Last week, Kristalina Georgieva, IMF Managing Director, in her speech called for a new Bretton Wood Moment for the world (see here). Comparing the damage to the global economy caused by Covid-19 pandemic, she emphasized on the greater need for global cooperation to put the global economy back on growth path. She said, “Today we face a new Bretton Woods “moment.” A pandemic that has already cost more than a million lives. An economic calamity that will make the world economy 4.4 % smaller this year and strip an estimated $11 trillion of output by next year. And untold human desperation in the face of huge disruption and rising poverty for the first time in decades. Once again, we face two massive tasks: to fight the crisis today — and build a better tomorrow.”

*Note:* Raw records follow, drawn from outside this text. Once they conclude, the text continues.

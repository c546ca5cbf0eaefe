use std::process::ExitCode;

use apiforge::cli::{run_cli, Cli};
use apiforge::logging::{init_logging, LogConfig};
use clap::Parser;

fn main() -> ExitCode {
    let cli = Cli::parse();

    if let Err(e) = init_logging(&LogConfig::from_env()) {
        eprintln!("Warning: failed to initialise logging: {e}");
    }

    match run_cli(cli) {
        Ok(()) => ExitCode::SUCCESS,
        Err(e) => {
            eprintln!("error: {e:#}");
            ExitCode::FAILURE
        }
    }
}
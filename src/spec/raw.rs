//! Loss-tolerant YAML document tree
//!
//! `serde_yaml::Value` rejects duplicate mapping keys and does not keep
//! non-string keys apart from their textual form, both of which RAML documents
//! rely on. [`RawNode`] is deserialized through serde's visitor API instead:
//! keys are stringified (`200` → `"200"`), a repeated key overwrites the value
//! in place of its first occurrence, and local tags (`!include`, `!type`) are
//! kept as [`RawNode::Tagged`] for the include resolver.

use serde::de::{
    self, Deserialize, Deserializer, EnumAccess, MapAccess, SeqAccess, VariantAccess, Visitor,
};
use serde_json::{Number, Value};
use std::fmt;

#[derive(Debug, Clone, PartialEq)]
pub(crate) enum RawNode {
    Null,
    Bool(bool),
    Number(Number),
    String(String),
    Seq(Vec<RawNode>),
    Map(Vec<(String, RawNode)>),
    /// Local tag without its leading `!`, and the tagged node
    Tagged(String, Box<RawNode>),
}

impl RawNode {
    /// Human-readable node kind used in format errors
    pub(crate) fn kind(&self) -> &'static str {
        match self {
            RawNode::Null => "null",
            RawNode::Bool(_) => "boolean",
            RawNode::Number(_) => "number",
            RawNode::String(_) => "string",
            RawNode::Seq(_) => "sequence",
            RawNode::Map(_) => "mapping",
            RawNode::Tagged(..) => "tagged value",
        }
    }

    /// Text used when this node appears as a mapping key
    fn into_key(self) -> String {
        match self {
            RawNode::Null => "null".to_string(),
            RawNode::Bool(b) => b.to_string(),
            RawNode::Number(n) => n.to_string(),
            RawNode::String(s) => s,
            RawNode::Tagged(_, inner) => inner.into_key(),
            other => other.into_plain_json().to_string(),
        }
    }

    /// Converts to JSON with every tag unwrapped and no include resolution
    fn into_plain_json(self) -> Value {
        match self {
            RawNode::Null => Value::Null,
            RawNode::Bool(b) => Value::Bool(b),
            RawNode::Number(n) => Value::Number(n),
            RawNode::String(s) => Value::String(s),
            RawNode::Seq(items) => {
                Value::Array(items.into_iter().map(RawNode::into_plain_json).collect())
            }
            RawNode::Map(entries) => Value::Object(
                entries
                    .into_iter()
                    .map(|(k, v)| (k, v.into_plain_json()))
                    .collect(),
            ),
            RawNode::Tagged(_, inner) => inner.into_plain_json(),
        }
    }
}

struct RawNodeVisitor;

impl<'de> Visitor<'de> for RawNodeVisitor {
    type Value = RawNode;

    fn expecting(&self, f: &mut fmt::Formatter<'_>) -> fmt::Result {
        f.write_str("any YAML value")
    }

    fn visit_unit<E: de::Error>(self) -> Result<RawNode, E> {
        Ok(RawNode::Null)
    }

    fn visit_none<E: de::Error>(self) -> Result<RawNode, E> {
        Ok(RawNode::Null)
    }

    fn visit_some<D: Deserializer<'de>>(self, deserializer: D) -> Result<RawNode, D::Error> {
        RawNode::deserialize(deserializer)
    }

    fn visit_bool<E: de::Error>(self, v: bool) -> Result<RawNode, E> {
        Ok(RawNode::Bool(v))
    }

    fn visit_i64<E: de::Error>(self, v: i64) -> Result<RawNode, E> {
        Ok(RawNode::Number(v.into()))
    }

    fn visit_u64<E: de::Error>(self, v: u64) -> Result<RawNode, E> {
        Ok(RawNode::Number(v.into()))
    }

    fn visit_f64<E: de::Error>(self, v: f64) -> Result<RawNode, E> {
        // .inf and .nan have no JSON number form
        Ok(Number::from_f64(v)
            .map(RawNode::Number)
            .unwrap_or_else(|| RawNode::String(v.to_string())))
    }

    fn visit_str<E: de::Error>(self, v: &str) -> Result<RawNode, E> {
        Ok(RawNode::String(v.to_string()))
    }

    fn visit_string<E: de::Error>(self, v: String) -> Result<RawNode, E> {
        Ok(RawNode::String(v))
    }

    fn visit_seq<A: SeqAccess<'de>>(self, mut seq: A) -> Result<RawNode, A::Error> {
        let mut items = Vec::with_capacity(seq.size_hint().unwrap_or(0));
        while let Some(item) = seq.next_element::<RawNode>()? {
            items.push(item);
        }
        Ok(RawNode::Seq(items))
    }

    fn visit_map<A: MapAccess<'de>>(self, mut map: A) -> Result<RawNode, A::Error> {
        let mut entries: Vec<(String, RawNode)> = Vec::new();
        while let Some(key) = map.next_key::<RawNode>()? {
            let value = map.next_value::<RawNode>()?;
            let key = key.into_key();
            match entries.iter_mut().find(|(existing, _)| *existing == key) {
                Some(slot) => slot.1 = value,
                None => entries.push((key, value)),
            }
        }
        Ok(RawNode::Map(entries))
    }

    fn visit_enum<A: EnumAccess<'de>>(self, data: A) -> Result<RawNode, A::Error> {
        let (tag, contents): (String, A::Variant) = data.variant()?;
        let value = contents.newtype_variant::<RawNode>()?;
        Ok(RawNode::Tagged(
            tag.trim_start_matches('!').to_string(),
            Box::new(value),
        ))
    }
}

impl<'de> Deserialize<'de> for RawNode {
    fn deserialize<D: Deserializer<'de>>(deserializer: D) -> Result<Self, D::Error> {
        deserializer.deserialize_any(RawNodeVisitor)
    }
}

#[cfg(test)]
mod tests {
    use super::*;

    fn load(text: &str) -> RawNode {
        serde_yaml::from_str(text).unwrap()
    }

    #[test]
    fn test_numeric_keys_are_stringified() {
        let node = load("200: ok\n404: missing\n");
        let RawNode::Map(entries) = node else {
            panic!("expected mapping");
        };
        let keys: Vec<_> = entries.iter().map(|(k, _)| k.as_str()).collect();
        assert_eq!(keys, vec!["200", "404"]);
    }

    #[test]
    fn test_duplicate_key_overwrites_in_first_position() {
        let node = load("a: 1\nb: 2\na: 3\n");
        let RawNode::Map(entries) = node else {
            panic!("expected mapping");
        };
        assert_eq!(entries.len(), 2);
        assert_eq!(entries[0].0, "a");
        assert_eq!(entries[0].1, RawNode::Number(3.into()));
        assert_eq!(entries[1].0, "b");
    }

    #[test]
    fn test_local_tag_is_kept() {
        let node = load("User: !include user.raml\n");
        let RawNode::Map(entries) = node else {
            panic!("expected mapping");
        };
        assert_eq!(
            entries[0].1,
            RawNode::Tagged(
                "include".to_string(),
                Box::new(RawNode::String("user.raml".to_string()))
            )
        );
    }

    #[test]
    fn test_kind_names() {
        assert_eq!(load("~").kind(), "null");
        assert_eq!(load("- a\n- b\n").kind(), "sequence");
        assert_eq!(load("just text").kind(), "string");
    }
}
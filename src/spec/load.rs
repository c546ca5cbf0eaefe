use std::path::Path;
use tracing::info;

use super::build::build_specification;
use super::error::ParseError;
use super::include::IncludeResolver;
use super::raw::RawNode;
use super::types::Specification;

/// Parse RAML text into a [`Specification`]
///
/// `project_dir` is only used to locate `!include` targets. Without it every
/// include becomes a placeholder.
///
/// # Errors
///
/// * [`ParseError::Syntax`] when the text is not well-formed YAML
/// * [`ParseError::Format`] when the root is empty or not a mapping
pub fn parse(raw: &str, project_dir: Option<&Path>) -> Result<Specification, ParseError> {
    if raw.trim().is_empty() {
        return Err(ParseError::Format {
            found: "empty document".to_string(),
        });
    }

    let mut node: RawNode = serde_yaml::from_str(raw).map_err(|e| ParseError::syntax(&e))?;

    // A tag on the root annotates the document; `!include` does not apply there
    while let RawNode::Tagged(tag, inner) = node {
        if tag == super::include::INCLUDE_TAG {
            return Err(ParseError::Format {
                found: "include directive".to_string(),
            });
        }
        node = *inner;
    }

    let entries = match node {
        RawNode::Map(entries) => entries,
        other => {
            return Err(ParseError::Format {
                found: other.kind().to_string(),
            })
        }
    };

    let mut resolver = IncludeResolver::new(project_dir);
    let root = resolver.resolve_map(entries);
    let spec = build_specification(&root);
    info!(
        title = %spec.title,
        resources = spec.resources.len(),
        types = spec.types.len(),
        "parsed specification"
    );
    Ok(spec)
}

/// Read and parse a specification file
///
/// The file's parent directory is used as the project directory.
pub fn load_spec(path: &Path) -> Result<Specification, ParseError> {
    let content = std::fs::read_to_string(path).map_err(|e| ParseError::Io {
        path: path.to_path_buf(),
        message: e.to_string(),
    })?;
    let project_dir = match path.parent() {
        Some(dir) if dir.as_os_str().is_empty() => Path::new("."),
        Some(dir) => dir,
        None => Path::new("."),
    };
    parse(&content, Some(project_dir))
}

/// Derive the batch name of a specification file from its stem
///
/// `specs/Orders API.raml` becomes `orders_api`.
pub fn spec_name_from_path(path: &Path) -> String {
    let stem = path
        .file_stem()
        .map(|s| s.to_string_lossy().into_owned())
        .unwrap_or_default();
    let slug = stem
        .to_lowercase()
        .replace(|c: char| !c.is_ascii_alphanumeric() && c != '-', "_")
        .trim_matches('_')
        .to_string();
    if slug.is_empty() {
        "api".to_string()
    } else {
        slug
    }
}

She further adeed, “We face what I have called a Long Ascent for the global economy: a climb that will be difficult, uneven, uncertain—and prone to setbacks.

But it is a climb up. And we will have a chance to address some persistent problems — low productivity, slow growth, high inequalities, a looming climate crisis. We can do better than build back the pre-pandemic world – we can build forward to a world that is more resilient, sustainable, and inclusive. We must seize this new Bretton Woods moment.”

She specifically called for “Prudent macroeconomic policies and strong institutions”, “people centric policies” and “climate change” as three imperatives for the new system.

Obviously, the emphasis is on greater global cooperation, sustainability and equality. Unfortunately, a number of analysts, traders and strategists have read her comment to mean return of gold standard.

Neils Christensen, quoted some of the popular comments in his blog post (see here) highlighting how the people are misreading her comments for a BULL call on gold—

“Gold is on its way back to monetary policy in a direct way. The IMF last week confirmed they WILL NOT sell gold reserves. Now they are calling for a new Bretton Woods arrangement. WELCOME TO THE ERA OF GOLD ? — Gold Telegraph

Imf calls for a new Bretton Woods. A new gold standard. Sit tight. Evidence is piling. — Gold Ventures

IT'S OFFICIAL IMF CALLS FOR 'A NEW BRETTON WOODS' 'A New Bretton Woods Moment'— Willem Middelkoop

A New Financial System Backed By Gold. It Will Never Happen You All Said Bretton Woods Was A Gold Backed Monetary System. The Best Is Yet To Come? Baba & Riddlers”

In my view, a new global order will definitely emerge out of this pandemic. The new order will address sustainability and equity issues. Gold will not be a key component of the new order. USD may retain its dominance but it shall face serious challenge from other currencies, including the digital currencies.